(Information begins)
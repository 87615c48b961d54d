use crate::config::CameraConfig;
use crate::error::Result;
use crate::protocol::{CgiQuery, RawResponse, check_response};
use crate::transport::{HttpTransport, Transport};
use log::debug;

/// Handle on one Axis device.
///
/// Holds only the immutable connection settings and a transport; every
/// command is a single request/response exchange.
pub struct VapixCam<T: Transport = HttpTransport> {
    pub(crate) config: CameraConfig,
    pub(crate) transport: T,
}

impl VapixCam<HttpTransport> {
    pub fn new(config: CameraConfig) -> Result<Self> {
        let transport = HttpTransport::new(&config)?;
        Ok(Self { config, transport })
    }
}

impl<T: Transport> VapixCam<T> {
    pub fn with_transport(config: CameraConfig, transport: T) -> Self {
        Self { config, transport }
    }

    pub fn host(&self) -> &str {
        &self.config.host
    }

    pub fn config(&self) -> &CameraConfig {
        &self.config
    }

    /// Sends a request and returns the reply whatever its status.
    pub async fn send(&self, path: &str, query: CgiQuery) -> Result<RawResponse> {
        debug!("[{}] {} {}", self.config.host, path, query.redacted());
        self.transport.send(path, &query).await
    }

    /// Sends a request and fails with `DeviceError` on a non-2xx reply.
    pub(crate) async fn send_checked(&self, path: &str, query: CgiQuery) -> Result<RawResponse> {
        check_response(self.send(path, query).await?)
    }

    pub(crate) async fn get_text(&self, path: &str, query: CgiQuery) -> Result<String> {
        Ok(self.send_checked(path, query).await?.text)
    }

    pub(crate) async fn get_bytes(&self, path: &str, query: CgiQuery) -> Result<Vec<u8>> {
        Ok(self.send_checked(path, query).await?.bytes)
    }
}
(Information ends)
Wherever a line in the entries holds "Sends", copy that line.

**Task answer:**
    /// Sends a request and returns the reply whatever its status.
    /// Sends a request and fails with `DeviceError` on a non-2xx reply.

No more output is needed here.